Yoel
Negrín-Montecelo
ab,
Charlène
Brissaud
c,
Jean-Yves
Piquemal
c,
Alexander O.
Govorov
d,
Miguel A.
Correa-Duarte
ab,
Lucas V.
Besteiro
*ab and
Miguel
Comesaña-Hermo
*c
aCINBIO, Universidade de Vigo, Department of Physical Chemistry, 36310 Vigo, Spain. E-mail: lucas.v.besteiro@uvigo.es
bGalicia Sur Health Research Institute (IISGS), CIBERSAM, 36310 Vigo, Spain
cUniversité Paris Cité, CNRS, ITODYS, Paris F-75013 Paris, France. E-mail: miguel.comesana-hermo@u-paris.fr
dDepartment of Physics and Astronomy, Ohio University, Athens, 45701 Ohio, USA
First published on 12th July 2022
Plasmon-induced photocatalysis can drive photochemical processes with an unprecedented control of reactivity, using light as sole energy source. Nevertheless, disentangling the relative importance of thermal and non-thermal features upon plasmonic excitation remains a difficult task. In this work we intend to separate the role played by the photogenerated charge carriers from thermal mechanisms in the plasmonic photo-oxidation of a model organic substrate in aqueous solution and using a metal–semiconductor hybrid as model photocatalyst. Accordingly, we present a simple set of experimental procedures and simulations that allow us to discard the thermal dissipation upon plasmonic excitation as the main driving force behind these chemical reactions. Moreover, we also study the photogeneration of reactive oxygen species (ROS), discussing their fundamental role in photo-oxidation reactions and the information they provide regarding the reactivity of the photogenerated electrons and holes.
In the last years, a passionate debate has risen amongst the scientific community with respect to the physical processes behind plasmonic photocatalysis. Even though a general consensus exists with respect to the important role played by hot charge carriers as main driving force in many photocatalytic transformations, several authors claim that the importance of thermal dissipation upon plasmonic excitation has been underestimated for certain bond-dissociation reactions.17–19 Under this premise, the potential interest of non-thermal plasmonic photocatalysis for the promotion of novel reaction pathways would be secondary. Such exciting debate, together with the lack of a complete mechanistic understanding behind hot electron/hot hole generation processes exemplify the need for a better fundamental insight in plasmonic photocatalysis if this field is to be developed further.20 Accordingly, the implementation of simple experimental techniques that discriminate between thermal contributions and non-thermal plasmonic effects (generation of hot charge carriers and plasmon-induced energy transfer processes) is a necessary step in this direction.13,16,19,21
In our group, we have investigated the synergistic combination of plasmonic metals and wide bandgap semiconductors leading to the formation of broadband photocatalysts with enhanced activities and efficiencies.22,23 The population of hot electrons created at the metal component upon electromagnetic excitation can be subsequently transferred to a nearby n-type semiconductor, leaving a population of hot holes at the Fermi level of the former.
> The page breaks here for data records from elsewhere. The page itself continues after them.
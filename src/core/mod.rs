//! Core engine support: deterministic RNG and error types.

mod error;
mod rng;

pub use error::PlayError;
pub use rng::GameRng;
In this manner, an efficient separation of charges with prolonged lifetimes that can be used to drive chemical reactions is created. In addition to this phenomenon, the plasmonic NPs are constantly heating their environment as the plasmonic excitation dephases.24 Here we present an explicit exploration of this effect, presenting an upper limit for its contribution in a typical laboratory photocatalytic setup.
In parallel to this, we have recently postulated the important role played by exciton-driven reactive oxygen species (ROS) generated under irradiation in the plasmonic photosensitization of semiconductor photocatalysts in aqueous solutions.25 ROS are a family of highly reactive, oxygen bearing molecules (mostly radicals) that form through the interaction between H2O and O2 with the photoexcited electrons and holes provided by a heterogeneous photocatalyst.26,27 These species play an important role in many biological processes such as oxidative stress or cellular signaling.28,29 Four molecules are usually considered as the most relevant: hydroxyl radical (OH˙), hydrogen peroxide (H2O2), superoxide radical (˙O2−) and singlet oxygen (1O2). Since ROS are transient intermediates formed under photocatalytic conditions, their identification can provide information about the relative importance of the photogenerated hot electrons and holes and, ultimately, shade light on the physical processes behind plasmon-induced photocatalysis. In the particular case of TiO2, the most widely-used semiconductor for heterogeneous photocatalysis in aqueous solutions, the most important photoactivation reactions are the reduction of O2 by electrons situated at the conduction band to form ˙O2− and the oxidation of H2O to generate OH˙ by the holes formed in the valence band.30 The latter species is also generated by the multistep reduction of O2 at the conduction band of the semiconductor. Nevertheless, we cannot exclude the concomitant generation of other transient species, and the important repercussions that their presence may entail to the photosensitization process.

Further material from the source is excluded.